▶ [RECORDS TO PROCESS]
//! Configuration loader with precedence
//!
//! Loads configuration from multiple sources with the following precedence (low to high):
//! 1. Built-in defaults derived from the home directory
//! 2. Config file (`--config <path>` or `~/.config/tmca/config.yaml`)
//! 3. Environment variables (TMCA_* prefix)

use crate::config::TmcaConfig;
use crate::error::{Error, Result};
use crate::utils::get_home_dir;
use camino::{Utf8Path, Utf8PathBuf};
use serde::Deserialize;
use std::env;
use std::fs;
use tracing::debug;

/// Config file name inside `~/.config/tmca`
pub const CONFIG_FILE_NAME: &str = "config.yaml";

/// On-disk overlay; every field is optional
#[derive(Debug, Clone, Default, Deserialize, PartialEq, Eq)]
#[serde(rename_all = "kebab-case", deny_unknown_fields)]
pub struct ConfigFile {
    pub klipper_dir: Option<String>,
    pub install_dir: Option<String>,
    pub repo_url: Option<String>,
    pub backup_dir: Option<String>,
    pub systemd_dir: Option<String>,
}

/// Builds a [`TmcaConfig`] from defaults, an optional file and the environment
pub struct ConfigLoader {
    home: Utf8PathBuf,
    default_path: Utf8PathBuf,
}

impl ConfigLoader {
    /// Create a loader rooted at the current user's home directory
    pub fn new() -> Result<Self> {
        Ok(Self::with_home(get_home_dir()?))
    }

    /// Create a loader with a custom home directory
    pub fn with_home(home: impl Into<Utf8PathBuf>) -> Self {
        let home = home.into();
        let default_path = home.join(".config").join("tmca").join(CONFIG_FILE_NAME);
        Self { home, default_path }
    }

    /// Path of the config file used when none is given explicitly
    pub fn default_path(&self) -> &Utf8Path {
        &self.default_path
    }

    /// Load the configuration
    ///
    /// An explicit `path` must exist; the default path is optional.
    pub fn load(&self, path: Option<&Utf8Path>) -> Result<TmcaConfig> {
        let mut config = TmcaConfig::with_home(&self.home);

        let file = match path {
            Some(p) => Some(self.read_file(p)?),
            None if self.default_path.exists() => Some(self.read_file(&self.default_path)?),
            None => None,
        };

        if let Some(file) = file {
            self.apply_file(&mut config, file);
        }

        self.apply_env_overrides(&mut config);
        Self::validate(&config)?;

        debug!("Resolved configuration: {:?}", config);
        Ok(config)
    }

    fn read_file(&self, path: &Utf8Path) -> Result<ConfigFile> {
        let content = fs::read_to_string(path).map_err(|e| {
            if e.kind() == std::io::ErrorKind::NotFound {
                Error::config_not_found(path.as_str())
            } else {
                Error::Io(e)
            }
        })?;

        debug!("Loading configuration from {}", path);
        if content.trim().is_empty() {
            return Ok(ConfigFile::default());
        }
        Ok(serde_yaml_ng::from_str(&content)?)
    }

    fn apply_file(&self, config: &mut TmcaConfig, file: ConfigFile) {
        if let Some(v) = file.klipper_dir {
            config.klipper_dir = self.expand(&v);
        }
        if let Some(v) = file.install_dir {
            config.install_dir = self.expand(&v);
        }
        if let Some(v) = file.repo_url {
            config.repo_url = v;
        }
        if let Some(v) = file.backup_dir {
            config.backup_dir = self.expand(&v);
        }
        if let Some(v) = file.systemd_dir {
            config.systemd_dir = self.expand(&v);
        }
    }

    fn apply_env_overrides(&self, config: &mut TmcaConfig) {
        if let Ok(val) = env::var("TMCA_KLIPPER_DIR") {
            config.klipper_dir = self.expand(&val);
        }

        if let Ok(val) = env::var("TMCA_INSTALL_DIR") {
            config.install_dir = self.expand(&val);
        }

        if let Ok(val) = env::var("TMCA_REPO_URL") {
            config.repo_url = val;
        }

        if let Ok(val) = env::var("TMCA_BACKUP_DIR") {
            config.backup_dir = self.expand(&val);
        }

        if let Ok(val) = env::var("TMCA_SYSTEMD_DIR") {
            config.systemd_dir = self.expand(&val);
        }
    }

    /// Expand a leading `~/` against the loader's home directory
    fn expand(&self, value: &str) -> Utf8PathBuf {
        match value.strip_prefix("~/") {
            Some(rest) => self.home.join(rest),
            None if value == "~" => self.home.clone(),
            None => Utf8PathBuf::from(value),
        }
    }

    fn validate(config: &TmcaConfig) -> Result<()> {
        if config.repo_url.trim().is_empty() {
            return Err(Error::invalid_config("repo-url must not be empty"));
        }

        let paths = [
            ("klipper-dir", &config.klipper_dir),
            ("install-dir", &config.install_dir),
            ("backup-dir", &config.backup_dir),
            ("systemd-dir", &config.systemd_dir),
        ];
        for (key, path) in paths {
            if !path.is_absolute() {
                return Err(Error::invalid_config(format!(
                    "{} must be an absolute path, got '{}'",
                    key, path
                )));
            }
        }

        if config.install_dir == config.klipper_dir {
            return Err(Error::invalid_config(
                "install-dir must differ from klipper-dir",
            ));
        }

        Ok(())
    }
}
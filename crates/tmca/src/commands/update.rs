//! Update command

use anyhow::{Context, Result};
use tmca_lifecycle::ExtensionLifecycle;

use crate::output;

pub fn run(lifecycle: &ExtensionLifecycle) -> Result<()> {
    if let Some(title) = super::banner(lifecycle, "Updating") {
        output::header(&title);
    }

    let outcome = lifecycle.update().context("Update failed")?;
    super::conclude(outcome)
}
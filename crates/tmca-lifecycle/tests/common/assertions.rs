//! Assertion helpers for lifecycle testing

#![allow(dead_code)]

use tmca_host::MessageLevel;
use tmca_lifecycle::{AbortReason, Failure, Outcome, SkipReason, StepJournal};

use super::mocks::{Call, MockHost};

/// Assert the operation completed and return its journal
pub fn assert_completed(outcome: &Outcome) -> &StepJournal {
    match outcome {
        Outcome::Completed(journal) => journal,
        other => panic!("Expected Completed, got {:?}", other),
    }
}

/// Assert the operation was aborted for `reason` and return its journal
pub fn assert_aborted(outcome: &Outcome, reason: AbortReason) -> &StepJournal {
    match outcome {
        Outcome::Aborted(r, journal) => {
            assert_eq!(*r, reason);
            journal
        }
        other => panic!("Expected Aborted({:?}), got {:?}", reason, other),
    }
}

pub fn assert_skipped(outcome: &Outcome, reason: SkipReason) {
    match outcome {
        Outcome::Skipped(r) => assert_eq!(*r, reason),
        other => panic!("Expected Skipped({:?}), got {:?}", reason, other),
    }
}

pub fn assert_failed(outcome: &Outcome) -> &Failure {
    match outcome {
        Outcome::Failed(failure) => failure,
        other => panic!("Expected Failed, got {:?}", other),
    }
}

/// Nothing on the host was changed and no service was touched
pub fn assert_no_mutation(mock: &MockHost) {
    let mutations = mock.mutations();
    assert!(
        mutations.is_empty(),
        "Expected no mutation, got {:?}",
        mutations
    );
}

/// Units stopped by the interlock are exactly the units started afterwards
pub fn assert_stopped_then_restarted(mock: &MockHost, units: &[&str]) {
    let expected: Vec<String> = units.iter().map(|u| u.to_string()).collect();
    let calls = mock.calls();

    let stop = calls
        .iter()
        .position(|c| *c == Call::Stop(expected.clone()))
        .unwrap_or_else(|| panic!("{:?} were never stopped: {:?}", units, calls));
    let start = calls
        .iter()
        .rposition(|c| *c == Call::Start(expected.clone()))
        .unwrap_or_else(|| panic!("{:?} were never restarted: {:?}", units, calls));

    assert!(stop < start, "Restart happened before stop");
    assert_eq!(
        calls.iter().filter(|c| matches!(c, Call::Start(_))).count(),
        1,
        "Stopped instances must be started exactly once"
    );
}

pub fn assert_message(mock: &MockHost, level: MessageLevel, text: &str) {
    let messages = mock.messages();
    assert!(
        messages
            .iter()
            .any(|(l, m)| *l == level && m.contains(text)),
        "No {:?} message containing '{}' in {:?}",
        level,
        text,
        messages
    );
}

pub fn assert_prompted(mock: &MockHost, fragment: &str) {
    let prompts = mock.prompts();
    assert!(
        prompts.iter().any(|q| q.contains(fragment)),
        "Never asked '{}': {:?}",
        fragment,
        prompts
    );
}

▶ [EXERCISE REQUIREMENTS] Which lines in the data hold the string "MessageLevel"? Copy each of them.

▶ [COMPLETED EXERCISE]
use tmca_host::MessageLevel;
pub fn assert_message(mock: &MockHost, level: MessageLevel, text: &str) {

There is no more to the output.